NASA experiment reveals the possibility of finding signs of life near the surfaces of two nearby moons

NASA scientists have discovered that amino acids, potential signs of life, could survive near the surface of Europa and Enceladus.

Scientists have made a number of discoveries that indicate that Jupiter's icy moon Europa and Saturn's moon Enceladus contain the conditions necessary for life.

These discoveries include abundant oxygen production on Europa and liquid oceans beneath the surface of both moons.

Phosphorus, a vital element for life, has been found in plumes of ice and water ejected from the moon Enceladus.

A recent NASA experiment found that if there is life on these moons, telltale signs of it, such as organic molecules, including amino or nucleic acids, could be detected much closer to the surface than previously thought, despite incredibly shocking levels of radiation.

This is good news for any future missions that will search for signs of life that share our sun's gravity, as robotic landers won't have to dig very deep to find them.

“Based on our experiments, a safe sampling depth for amino acids on Europa is about 20 centimeters at high latitudes in the back hemisphere (the hemisphere opposite to the direction of Europa’s motion around Jupiter) in a region where the surface has not been affected much by meteorite impacts,” Alexander Pavlov, a space scientist at NASA’s Goddard Space Flight Center, said in a news release.

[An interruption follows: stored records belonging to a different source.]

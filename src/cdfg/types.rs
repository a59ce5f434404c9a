//! Static types of the values instructions produce.

use tracing::trace;

use crate::{
    assembly::{OpCode, OperationValue, StackPush},
    cdfg::graph::{ControlAndDataFlowGraph, InstrId, Instruction},
    host::{MetadataHost, MethodContext, TypeRef},
    token::Token,
};

/// Combine the types of values that reach the same slot.
///
/// Equal types merge to themselves, reference types to their common base, values whose stack
/// types agree to that stack type. Anything else is [`TypeRef::Unknown`]; unknown inputs are
/// ignored.
pub(crate) fn merge_types<'a>(
    types: impl IntoIterator<Item = &'a TypeRef>,
    host: &dyn MetadataHost,
) -> TypeRef {
    let mut merged: Option<TypeRef> = None;
    for ty in types {
        if ty.is_unknown() {
            continue;
        }
        merged = Some(match merged {
            None => ty.clone(),
            Some(current) if current == *ty => current,
            Some(current) if host.is_reference_type(&current) && host.is_reference_type(ty) => {
                host.common_base(&current, ty)
            }
            Some(current) if current.stack_type() == ty.stack_type() => current.stack_type(),
            Some(_) => return TypeRef::Unknown,
        });
    }
    merged.unwrap_or_default()
}

/// Assign [`Instruction::ty`] to every real instruction and operand stack entry.
///
/// Operand stack entries depend on instructions in predecessor blocks, so the pass repeats
/// until no type changes.
pub(crate) fn infer(
    graph: &mut ControlAndDataFlowGraph,
    context: &MethodContext,
    host: &dyn MetadataHost,
) {
    let order = graph.flow_order();
    let limit = graph.all_blocks.len() + 2;
    for round in 0..limit {
        let mut changed = false;
        for block_id in &order {
            let block = &graph.all_blocks[block_id.0];
            let mut updates = Vec::new();

            for (index, entry) in block.operand_stack.iter().enumerate() {
                if entry.operand1.is_none() {
                    continue;
                }
                let ty = merge_types(
                    entry
                        .operands()
                        .filter_map(|id| graph.instruction(id))
                        .map(|incoming| &incoming.ty),
                    host,
                );
                if ty != entry.ty {
                    updates.push((InstrId::stack(*block_id, index), ty));
                }
            }
            for (index, instruction) in block.instructions.iter().enumerate() {
                let ty = result_type(graph, instruction, context, host);
                if ty != instruction.ty {
                    updates.push((InstrId::body(*block_id, index), ty));
                }
            }

            changed |= !updates.is_empty();
            for (id, ty) in updates {
                if let Some(instruction) = graph.instruction_mut(id) {
                    instruction.ty = ty;
                }
            }
        }
        if !changed {
            trace!(rounds = round + 1, "types inferred");
            return;
        }
    }
}

fn operand_type(graph: &ControlAndDataFlowGraph, id: Option<InstrId>) -> TypeRef {
    id.and_then(|id| graph.instruction(id))
        .map(|instruction| instruction.ty.clone())
        .unwrap_or_default()
}

/// Type of a value computed from two operands of the given types
fn binary_numeric(left: &TypeRef, right: &TypeRef) -> TypeRef {
    let (left, right) = (left.stack_type(), right.stack_type());
    match (&left, &right) {
        _ if left == right => left,
        (TypeRef::I32, TypeRef::NativeInt) | (TypeRef::NativeInt, TypeRef::I32) => {
            TypeRef::NativeInt
        }
        (pointer, TypeRef::I32 | TypeRef::NativeInt) if pointer.is_pointer() => left,
        (TypeRef::I32 | TypeRef::NativeInt, pointer) if pointer.is_pointer() => right,
        (TypeRef::ManagedPointer(_), TypeRef::ManagedPointer(_)) => TypeRef::NativeInt,
        _ => TypeRef::Unknown,
    }
}

fn resolve(host: &dyn MetadataHost, token: Option<Token>) -> TypeRef {
    token.and_then(|token| host.resolve_type(token)).unwrap_or_default()
}

/// The type `instruction` pushes, [`TypeRef::Void`] if it pushes nothing
#[allow(clippy::too_many_lines)]
fn result_type(
    graph: &ControlAndDataFlowGraph,
    instruction: &Instruction,
    context: &MethodContext,
    host: &dyn MetadataHost,
) -> TypeRef {
    let Some(operation) = &instruction.operation else {
        return instruction.ty.clone();
    };
    let token = operation.token();
    let first = || operand_type(graph, instruction.operand1);
    let second = || operand_type(graph, instruction.operand2.as_slice().first().copied());

    match operation.opcode {
        OpCode::LdcI4M1
        | OpCode::LdcI40
        | OpCode::LdcI41
        | OpCode::LdcI42
        | OpCode::LdcI43
        | OpCode::LdcI44
        | OpCode::LdcI45
        | OpCode::LdcI46
        | OpCode::LdcI47
        | OpCode::LdcI48
        | OpCode::LdcI4S
        | OpCode::LdcI4 => TypeRef::I32,
        OpCode::LdcI8 => TypeRef::I64,
        OpCode::LdcR4 => TypeRef::F32,
        OpCode::LdcR8 => TypeRef::F64,
        OpCode::Ldnull => TypeRef::Object,
        OpCode::Ldstr => TypeRef::String,

        OpCode::Ldarg0
        | OpCode::Ldarg1
        | OpCode::Ldarg2
        | OpCode::Ldarg3
        | OpCode::LdargS
        | OpCode::Ldarg => match operation.value {
            OperationValue::Argument(index) => context.argument_type(index),
            _ => TypeRef::Unknown,
        },
        OpCode::LdargaS | OpCode::Ldarga => match operation.value {
            OperationValue::Argument(index) => TypeRef::by_ref(context.argument_type(index)),
            _ => TypeRef::Unknown,
        },
        OpCode::Ldloc0
        | OpCode::Ldloc1
        | OpCode::Ldloc2
        | OpCode::Ldloc3
        | OpCode::LdlocS
        | OpCode::Ldloc => match operation.value {
            OperationValue::Local(index) => context.local_type(index),
            _ => TypeRef::Unknown,
        },
        OpCode::LdlocaS | OpCode::Ldloca => match operation.value {
            OperationValue::Local(index) => TypeRef::by_ref(context.local_type(index)),
            _ => TypeRef::Unknown,
        },

        OpCode::Dup | OpCode::Neg | OpCode::Not | OpCode::Ckfinite => first(),
        OpCode::Shl | OpCode::Shr | OpCode::ShrUn => first().stack_type(),
        OpCode::Add
        | OpCode::AddOvf
        | OpCode::AddOvfUn
        | OpCode::Sub
        | OpCode::SubOvf
        | OpCode::SubOvfUn
        | OpCode::Mul
        | OpCode::MulOvf
        | OpCode::MulOvfUn
        | OpCode::Div
        | OpCode::DivUn
        | OpCode::Rem
        | OpCode::RemUn
        | OpCode::And
        | OpCode::Or
        | OpCode::Xor => binary_numeric(&first(), &second()),
        OpCode::Ceq | OpCode::Cgt | OpCode::CgtUn | OpCode::Clt | OpCode::CltUn => {
            TypeRef::Boolean
        }

        OpCode::ConvI1 | OpCode::ConvOvfI1 | OpCode::ConvOvfI1Un => TypeRef::I8,
        OpCode::ConvU1 | OpCode::ConvOvfU1 | OpCode::ConvOvfU1Un => TypeRef::U8,
        OpCode::ConvI2 | OpCode::ConvOvfI2 | OpCode::ConvOvfI2Un => TypeRef::I16,
        OpCode::ConvU2 | OpCode::ConvOvfU2 | OpCode::ConvOvfU2Un => TypeRef::U16,
        OpCode::ConvI4 | OpCode::ConvOvfI4 | OpCode::ConvOvfI4Un => TypeRef::I32,
        OpCode::ConvU4 | OpCode::ConvOvfU4 | OpCode::ConvOvfU4Un => TypeRef::U32,
        OpCode::ConvI8 | OpCode::ConvOvfI8 | OpCode::ConvOvfI8Un => TypeRef::I64,
        OpCode::ConvU8 | OpCode::ConvOvfU8 | OpCode::ConvOvfU8Un => TypeRef::U64,
        OpCode::ConvI | OpCode::ConvOvfI | OpCode::ConvOvfIUn => TypeRef::NativeInt,
        OpCode::ConvU | OpCode::ConvOvfU | OpCode::ConvOvfUUn => TypeRef::NativeUInt,
        OpCode::ConvR4 => TypeRef::F32,
        OpCode::ConvR8 | OpCode::ConvRUn => TypeRef::F64,

        OpCode::LdindI1 | OpCode::LdelemI1 => TypeRef::I8,
        OpCode::LdindU1 | OpCode::LdelemU1 => TypeRef::U8,
        OpCode::LdindI2 | OpCode::LdelemI2 => TypeRef::I16,
        OpCode::LdindU2 | OpCode::LdelemU2 => TypeRef::U16,
        OpCode::LdindI4 | OpCode::LdelemI4 => TypeRef::I32,
        OpCode::LdindU4 | OpCode::LdelemU4 => TypeRef::U32,
        OpCode::LdindI8 | OpCode::LdelemI8 => TypeRef::I64,
        OpCode::LdindI | OpCode::LdelemI => TypeRef::NativeInt,
        OpCode::LdindR4 | OpCode::LdelemR4 => TypeRef::F32,
        OpCode::LdindR8 | OpCode::LdelemR8 => TypeRef::F64,
        OpCode::LdindRef => first().pointee().cloned().unwrap_or(TypeRef::Object),
        OpCode::LdelemRef => first().element().cloned().unwrap_or(TypeRef::Object),
        OpCode::Ldelem | OpCode::Ldobj | OpCode::UnboxAny | OpCode::Castclass | OpCode::Isinst => {
            resolve(host, token)
        }
        OpCode::Ldelema | OpCode::Unbox | OpCode::Refanyval => {
            TypeRef::by_ref(resolve(host, token))
        }
        OpCode::Ldlen => TypeRef::NativeUInt,
        OpCode::Newarr => TypeRef::vector(resolve(host, token)),
        OpCode::Box => TypeRef::Object,
        OpCode::Mkrefany => TypeRef::TypedReference,
        OpCode::Refanytype => TypeRef::TypeHandle,
        OpCode::Arglist => TypeRef::ArgumentHandle,
        OpCode::Sizeof => TypeRef::U32,
        OpCode::Ldftn | OpCode::Ldvirtftn | OpCode::Localloc => TypeRef::NativeInt,

        OpCode::Ldfld | OpCode::Ldsfld => token
            .and_then(|token| host.field_type(token))
            .unwrap_or_default(),
        OpCode::Ldflda | OpCode::Ldsflda => TypeRef::by_ref(
            token
                .and_then(|token| host.field_type(token))
                .unwrap_or_default(),
        ),
        OpCode::Ldtoken => match token.map(|token| token.table()) {
            Some(Token::TABLE_TYPE_DEF | Token::TABLE_TYPE_REF | Token::TABLE_TYPE_SPEC) => {
                TypeRef::TypeHandle
            }
            Some(Token::TABLE_FIELD) => TypeRef::FieldHandle,
            Some(Token::TABLE_MEMBER_REF)
                if token.and_then(|token| host.field_type(token)).is_some() =>
            {
                TypeRef::FieldHandle
            }
            _ => TypeRef::MethodHandle,
        },

        OpCode::Call | OpCode::Callvirt => token
            .and_then(|token| host.method_signature(token))
            .map_or(TypeRef::Unknown, |signature| signature.return_type),
        OpCode::Calli => token
            .and_then(|token| host.standalone_signature(token))
            .map_or(TypeRef::Unknown, |signature| signature.return_type),
        OpCode::Newobj => token
            .and_then(|token| host.declaring_type(token))
            .unwrap_or(TypeRef::Object),

        opcode => {
            debug_assert!(
                matches!(opcode.stack_behaviour().1, StackPush::Fixed(0)),
                "{opcode} pushes a value without a result type"
            );
            TypeRef::Void
        }
    }
}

"Subsurface sampling is not required to detect amino acids on Enceladus, as these molecules will survive radioactive decay anywhere on the moon's surface less than a few millimeters below the surface," he added.

To find out, Pavlov and his colleagues took amino acids and mixed them with ice that was as cold as -321 degrees Fahrenheit (-196 degrees Celsius). Other samples were combined not just with ice but with silicate dust to simulate the possible presence of material from meteorites or deep within moons.

The samples were trapped in airless vials and exposed to gamma rays, a dangerous form of radiation.

Other samples tested how well amino acids would fare if they were implanted in dead bacteria, simulating the possibility of microscopic life on Enceladus and Europa.

The results showed the rate at which amino acids degrade under these conditions, and suggested that they could survive long enough to be detected by future lander missions. However, no such missions are currently scheduled for either moon.